Conservation on Textiles from Cultural Heritage

Recep KARADAG

Marmara University, Fine of Art Faculty, Natural Dyes Laboratory, Istanbul-Turkey.

Abstract: Since the history of mankind, put on or cover oneself is one of the basic needs. For this, various

fibres of textiles were used for examples linen, cotton, wool, silk, mohair, etc. In this present paper, non-

destructive and micro analytical methods were investigated for conservation of the historical and

archaeological textiles that they are received until recent years. Identification of an art object material of

cultural heritage had received significant attention, because of its importance for the development of

appropriate restoration and conservation strategies.

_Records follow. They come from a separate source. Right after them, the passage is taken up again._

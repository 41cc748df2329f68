//! Entity records loaded from configuration to back the in-memory store.

use std::collections::BTreeMap;

use serde::Deserialize;
use validator::{Validate, ValidateEmail, ValidationError};

use crate::domain::client::Client;
use crate::domain::employee::Employee;
use crate::domain::seller::Seller;
use crate::domain::types::{ClientId, ContractorType, EmployeeId, SellerId};

/// Complete set of sellers, clients and employees known to the service.
#[derive(Clone, Debug, Default, Deserialize, Validate)]
pub struct DirectoryConfig {
    #[serde(default)]
    #[validate(nested)]
    pub sellers: Vec<SellerRecord>,
    #[serde(default)]
    #[validate(nested)]
    pub clients: Vec<ClientRecord>,
    #[serde(default)]
    pub employees: Vec<EmployeeRecord>,
}

#[derive(Clone, Debug, Deserialize, Validate)]
pub struct SellerRecord {
    pub id: i64,
    pub name: String,
    /// Address used as `emailFrom`; the seller sends no email when absent.
    #[validate(email)]
    pub sender_email: Option<String>,
    /// Staff recipients keyed by permission.
    #[serde(default)]
    #[validate(custom(function = "validate_recipients"))]
    pub permissions: BTreeMap<String, Vec<String>>,
}

#[derive(Clone, Debug, Deserialize, Validate)]
pub struct ClientRecord {
    pub id: i64,
    pub name: String,
    #[serde(rename = "type", default)]
    pub kind: i64,
    pub seller_id: i64,
    #[validate(email)]
    pub email: Option<String>,
    pub mobile: Option<String>,
}

#[derive(Clone, Debug, Deserialize)]
pub struct EmployeeRecord {
    pub id: i64,
    pub name: String,
}

fn validate_recipients(permissions: &BTreeMap<String, Vec<String>>) -> Result<(), ValidationError> {
    if permissions
        .values()
        .flatten()
        .all(|email| email.validate_email())
    {
        Ok(())
    } else {
        Err(ValidationError::new("recipient_email"))
    }
}

impl From<&SellerRecord> for Seller {
    fn from(record: &SellerRecord) -> Self {
        Self {
            id: SellerId::new(record.id),
            name: record.name.clone(),
        }
    }
}

impl From<&ClientRecord> for Client {
    fn from(record: &ClientRecord) -> Self {
        Self {
            id: ClientId::new(record.id),
            name: record.name.clone(),
            kind: ContractorType::from(record.kind),
            seller_id: SellerId::new(record.seller_id),
            email: record.email.clone(),
            mobile: record.mobile.clone(),
        }
    }
}

impl From<&EmployeeRecord> for Employee {
    fn from(record: &EmployeeRecord) -> Self {
        Self {
            id: EmployeeId::new(record.id),
            name: record.name.clone(),
        }
    }
}

#[cfg(test)]
mod tests {
    use super::*;

    fn seller(sender_email: Option<&str>, recipients: &[&str]) -> SellerRecord {
        let recipients = recipients.iter().map(|r| r.to_string()).collect();

        SellerRecord {
            id: 1,
            name: "Shop".to_string(),
            sender_email: sender_email.map(str::to_string),
            permissions: BTreeMap::from([("tsGoodsReturn".to_string(), recipients)]),
        }
    }

    #[test]
    fn valid_seller_passes() {
        let record = seller(Some("shop@example.com"), &["staff@example.com"]);

        assert!(record.validate().is_ok());
    }

    #[test]
    fn malformed_recipient_is_rejected() {
        let record = seller(None, &["not-an-email"]);

        assert!(record.validate().is_err());
    }

    #[test]
    fn malformed_client_email_fails_directory_validation() {
        let directory = DirectoryConfig {
            clients: vec![ClientRecord {
                id: 2,
                name: "Client".to_string(),
                kind: 0,
                seller_id: 2,
                email: Some("broken".to_string()),
                mobile: None,
            }],
            ..DirectoryConfig::default()
        };

        assert!(directory.validate().is_err());
    }

    #[test]
    fn client_record_into_domain() {
        let record = ClientRecord {
            id: 2,
            name: "Client".to_string(),
            kind: 1,
            seller_id: 7,
            email: None,
            mobile: Some("+100".to_string()),
        };

        let client: Client = (&record).into();

        assert_eq!(client.id, ClientId::new(2));
        assert_eq!(client.kind, ContractorType::Other(1));
        assert_eq!(client.seller_id, SellerId::new(7));
        assert_eq!(client.mobile.as_deref(), Some("+100"));
    }
}
//! Read-only ports onto the entity store and seller settings.

use crate::domain::client::Client;
use crate::domain::employee::Employee;
use crate::domain::seller::Seller;
use crate::domain::types::{ClientId, EmployeeId, SellerId};
use crate::repository::errors::RepositoryResult;

pub mod errors;
pub mod memory;
#[cfg(any(test, feature = "test-mocks"))]
pub mod mock;

pub use memory::InMemoryRepository;

pub trait SellerReader {
    fn get_seller_by_id(&self, id: SellerId) -> RepositoryResult<Option<Seller>>;
}

pub trait ClientReader {
    fn get_client_by_id(&self, id: ClientId) -> RepositoryResult<Option<Client>>;
}

pub trait EmployeeReader {
    fn get_employee_by_id(&self, id: EmployeeId) -> RepositoryResult<Option<Employee>>;
}

/// Per-seller notification settings.
pub trait SellerSettingsReader {
    /// Sender address for outgoing email; empty when none is configured.
    fn get_sender_email(&self, seller_id: SellerId) -> RepositoryResult<String>;

    /// Staff addresses holding `permission` for the seller.
    fn list_emails_by_permission(
        &self,
        seller_id: SellerId,
        permission: &str,
    ) -> RepositoryResult<Vec<String>>;
}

Keywords: Cultural heritage, conservation, HPLC-PDA, SEM-EDX, natural dyes.

Introduction

Since pre-historical times, mankind has searched for materials for colouring skin, painting and for dyeing

(CARDON, 2003). For dyeing purposes, organic dyes of vegetal and animal origin were employed through

human history (HOFENK DE GRAAFF, 2004). Before the 19th century, textiles were dyed with natural

dyestuffs that were largely of plant or insect origin (SUROWIEC et al., 2006).

Natural dyes are obtained from plants (buckthorn, weld, madder, hemp, etc.), insects (cochineal, Ararat

kermes, etc.), and molluscs Hexaplex trunculus (Murex trunculus), Murex brandaris (Bolinus brandaris), etc.)

(KARAPANAGIOTIS et al., 2006; ROSENBERG, 2008).

Throughout history, cochineal (Dactylopius coccus Costa) was used to obtain red colour (HOFENK DE

GRAAFF, 2004). The cochineal insect contains 10–12 % carminic acid, but it also contains traces of

kermesic acid, flavokermesic acid and an unknown component (KARADAG, 2007; MAGUREGUI et al.,

2007). This dyestuff is a natural colorant that can be obtained from the dried bodies of female scale insect

species, Dactylopius coccus Costa (DEVEOGLU et al., 2011; MIKROPOULOU et al., 2009). Weld (Reseda

luteola L.) was the main source of yellow dyestuff in Europe. The main flavonoid components are luteolin,

apigenin (DEVEOGLU et al., 2012; WOUTERS and ROSARIO-CHIRINOS, 1992) and a minor compound

chrysoeriol in Reseda luteola L. (PEGGIE et al., 2008). Weld and woad (Isatis tinctoria L.) were used in 1st

century Masada textiles, 3rd century Palmyra textiles, 13th century Seljuk carpets and 15th – 20th century

Ottoman textiles for yellow and green colours (KARADAG, 2007). The primary Ottoman source of blue colour

was indigo from Indigofera tinctoria L. (BECHTOLD and MUSSAK, 2009). The acorn caps of Quercus

ithaburensis Decaisne were used for obtaining the black dye in the Ottoman textiles (KARADAG, 2007). The

acorn caps of the plant contain tannin compounds up to 35% (DEVEOGLU et al., 2010).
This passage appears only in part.